大肠杆菌BL21-CodonPlus(DE3)-RIPL化学感受态细胞

产品及特点

本产品来源于 Stratagene 公司的 BL21-Gold 菌株，缺少 Lon 蛋白酶和 OmpT 蛋白 酶，从而减少对重组蛋白的降解，补充大肠杆菌缺乏的 4 种稀有密码子( AGA、AUA、CCC、 CUA) 对应的 tRNA （argU、ileY、proL、leuW），提高外源基因，尤其是富含 AT-或 GC- 的真核基因在原核系统中的表达水平。该菌株染色体整合了λ噬菌体 DE3 区（DE3 区含有 T7 噬菌体 RNA 聚合酶），可同时表达 T7 RNA 聚合酶和大肠杆菌 RNA 聚合酶，可用于 pET 系列，pGEX，pMAL 等质粒的蛋白表达，同时具有四环素，氯霉素，链霉素，壮观霉素 抗性。本产品由特殊工艺制作，经 pUC19 质粒检测转化效率高达 10⁸cfu/μg。

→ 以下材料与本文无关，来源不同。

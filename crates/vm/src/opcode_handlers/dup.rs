use crate::call_frame::CallFrame;
use crate::errors::{OpcodeSuccess, VMError};
use crate::gas_cost;
use crate::opcodes::Opcode;
use crate::vm::VM;

// Duplication Operations (16)
// Opcodes: DUP1 ... DUP16

impl VM {
    pub fn op_dup(&mut self, current_call_frame: &mut CallFrame) -> Result<OpcodeSuccess, VMError> {
        self.increase_consumed_gas(current_call_frame, gas_cost::DUPN)?;
        let depth = (current_call_frame.current_opcode() - Opcode::DUP1 as u8) as usize;
        let value = current_call_frame.stack.peek(depth)?;
        current_call_frame.stack.push(value)?;
        Ok(OpcodeSuccess::Continue)
    }
}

菌株基因型为：F - ompT hsdS (rB -mB -) dcm+ Tet r galλ(DE3) endA Hte [argU proL Camr] [argU ileY leuW Strep/Spec r]

规格及成分

运输及保存 干冰运输、-80℃保存，有效期半年。

自备试剂 目的 DNA、SOC 或 LB 培养基等

使用方法

1. 取感受态细胞置于冰浴中。一次转化感受态细胞的建议用量为 50-100μL，可以根据 实际情况分装使用。 以下实验以 50 μL 感受态细胞为例。

2. 待感受态细胞融化后，向感受态细胞悬液中加入目的 DNA（根据实际情况加入适量 的 DNA，通常 100 μL 感受态细胞能够被 1 ng 超螺旋质粒 DNA 所饱和），用移液器 轻轻吹打混匀，冰浴 30 分钟。

3. 42℃热击 45 秒，迅速将离心管转移到冰浴中，冰上静置 2-3 分钟。

4. 每个离心管中加入 450 μL 无菌的 SOC 或 LB 培养基（不含抗生素），混匀后置于 37℃ 摇床，150 rpm 振荡培养 45 分钟使菌体复苏。

5. 根据实验需求，取适量已转化的感受态细胞，加到含相应抗生素的 SOC 或 LB 固体 琼脂培养基上，用无菌的涂布棒将细胞均匀涂开，将平板置于 37℃直至液体被吸收， 倒置培养，37℃培养 12-16 小时。

仅用于科研，不能用于临床诊断！所有产品仅供科研使用，不得用于人或动物的治疗等任何其他用途，不为任何个人提供产品和服务。